L’année écoulée a bousculé les certitudes des états-majors de ce qui fut « l’or noir ».

L’urgence climatique et les progrès réalisés par les énergies renouvelables posent à la profession la question de la pérennité de ses activités. Cette prise de conscience s’est traduite, un peu partout dans le monde par une course vers les énergies renouvelables : l’éolien, le solaire, l’hydrogène et bien sûr le nucléaire qui fait un retour gagnant, un peu partout, parfois discrètement. 

Frank Lacroix, directeur général TER au sein de la société française de chemin de fer (SNCF) affirma déjà que : "Les premiers trains à hydrogène pourraient circuler en 2023".

Patrick Pouyanné , le président de Total, cite souvent le cheik Yamani, ministre de l’Energie de l’Arabie Saoudite : « L’âge de pierre ne s’est pas arrêté faute de pierres. De même, l’âge du pétrole ne s’arrêtera pas faute de pétrole ». Le pétrole va voir son règne prendre fin, non pour des raisons de pénurie, mais par la montée des nouvelles technologies dans tous les domaines regardant la production énergétique. L’éolienne comme le solaire ont fait des progrès incontestables dans les coûts, aussi bien d’investissements que de production. Les centrales nucléaires nouvelle génération, qui ont abandonné la fission pour la combustion et les efforts de miniaturisation dans le domaine, vont porter un coup fatal à la filière pétrole. La fin de la voiture à moteur thermique, diésel ou essence, achèvera le règne sans partage des pétroliers.

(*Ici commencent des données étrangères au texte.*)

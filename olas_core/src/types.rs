use core::fmt::Display;

/// Solver status.
///
/// Progresses `NotInitialised` → `PreparingAuxiliaryQp` → `AuxiliaryQpSolved`
/// → `PerformingHomotopy` ⇄ `HomotopyQpSolved` → `Solved`.
/// A hot start re-enters at `PerformingHomotopy`.
#[derive(Debug, Clone, Copy, PartialEq, Eq)]
pub enum QpStatus
{
    /// No working set nor factorization is available.
    NotInitialised,
    /// Building the auxiliary QP and its working set.
    PreparingAuxiliaryQp,
    /// The auxiliary QP is solved by construction.
    AuxiliaryQpSolved,
    /// Homotopy steps are in progress.
    PerformingHomotopy,
    /// An intermediate QP on the homotopy path is solved.
    HomotopyQpSolved,
    /// The loaded QP is solved.
    Solved,
}

impl Display for QpStatus {
    fn fmt(&self, f: &mut core::fmt::Formatter<'_>) -> core::fmt::Result {
        write!(f, "{}", match &self {
            QpStatus::NotInitialised       => "not-initialised",
            QpStatus::PreparingAuxiliaryQp => "preparing-auxiliary-QP",
            QpStatus::AuxiliaryQpSolved    => "auxiliary-QP-solved",
            QpStatus::PerformingHomotopy   => "performing-homotopy",
            QpStatus::HomotopyQpSolved     => "homotopy-QP-solved",
            QpStatus::Solved               => "solved",
        })
    }
}

//

/// Type of a bound or a constraint, derived from its lower and upper limits.
#[derive(Debug, Clone, Copy, PartialEq, Eq)]
pub enum SubjectToType
{
    /// Both limits are infinite.
    Unbounded,
    /// At least one limit is finite and the limits differ.
    Bounded,
    /// Both limits coincide.
    Equality,
    /// Not classified yet.
    Unknown,
}

/// Status of a bound or a constraint in the working set.
#[derive(Debug, Clone, Copy, PartialEq, Eq)]
pub enum SubjectToStatus
{
    /// Not in the working set.
    Inactive,
    /// Active at its lower limit.
    Lower,
    /// Active at its upper limit.
    Upper,
    /// Not classified yet.
    Undefined,
}

impl SubjectToStatus
{
    pub fn is_active(&self) -> bool
    {
        matches!(self, SubjectToStatus::Lower | SubjectToStatus::Upper)
    }
}

impl Display for SubjectToStatus {
    fn fmt(&self, f: &mut core::fmt::Formatter<'_>) -> core::fmt::Result {
        write!(f, "{}", match &self {
            SubjectToStatus::Inactive  => "inactive",
            SubjectToStatus::Lower     => "lower",
            SubjectToStatus::Upper     => "upper",
            SubjectToStatus::Undefined => "undefined",
        })
    }
}

//

/// Known structure of the Hessian matrix.
#[derive(Debug, Clone, Copy, PartialEq, Eq)]
pub enum HessianType
{
    /// Positive semidefinite.
    Semidef,
    /// Positive definite on the null space of the active bounds and constraints.
    PosdefNullspace,
    /// Positive definite.
    Posdef,
    /// Identity matrix.
    Identity,
}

Total, dont l’ambition de se positionner comme leader de l’énergie bas carbone, annonce ainsi la mue de la profession.

Les pétroliers vont entamer une mutation profonde et irréversible sous la pression du monde de la finance et de la concurrence de ces nouveaux acteurs venus des énergies renouvelables. Cette mutation n’a rien à voir avec les théories écologiques, mais à une décision uniquement rationnelle économiquement. Il s’agit d’une question de survie des entreprises du secteur.

Bernard Pinatel, DG raffinage-chimie affirme que la question de l'économie d'énergie est indissociable de celle du climat. Quand bien même l'échéance de l'après-pétrole ne serait pas aussi imminente, il y a une nécessité de limiter la consommation d'énergies fossiles (pétrole donc, mais aussi charbon), responsables de l'émission de gaz à effet de serre, et de s'atteler au développement des énergies alternatives, moins polluantes.

Pour certains observateurs, l’Après-pétrole a déjà commencé, ce qui ne veut pas dire que celui-ci aura totalement disparu. 

Colin Campbell, fondateur de l’ASPO (Association for the Study of Peak Oil and Gas) et ancien géologue pétrolier, rappelle ainsi que l’estimation des réserves a toujours été « un exercice collectif de myopie organisée et tacitement accepté. Parce que c’était bon pour le cours des actions ». 

Les questions géopolitiques accentuent les crispations   dans les grands centres productifs mondiaux. 

Pendant ce temps, le nucléaire fait un « come-back imposé » car il peut, à lui seul, répondre à la demande croissante en électricité, améliorer la sécurité énergétique et réduire leurs émissions de CO2. 

Il y a une cinquantaine d'années, les premiers réacteurs capables de produire de l'électricité à partir de l'énergie nucléaire ont été mis en service. 

La première génération de réacteurs, refroidis à l'eau et modérés au graphite, ont été conçus dans les années 1950 et 1960. 

Dans les années 1970-1980, la deuxième génération a été construite. Il s'agit des réacteurs que nous connaissons encore aujourd'hui. La plupart d'entre eux sont des réacteurs à eau pressurisée (REP), 

Les réacteurs de troisième génération - également connus sous le nom de génération évolutive - sont encore plus sûrs que leurs prédécesseurs et ont été conçus dès le départ pour durer plus longtemps (60 ans). Ils présentent des innovations qui ont été développées grâce à des décennies d'expertise avec les 400 réacteurs nucléaires du monde entier.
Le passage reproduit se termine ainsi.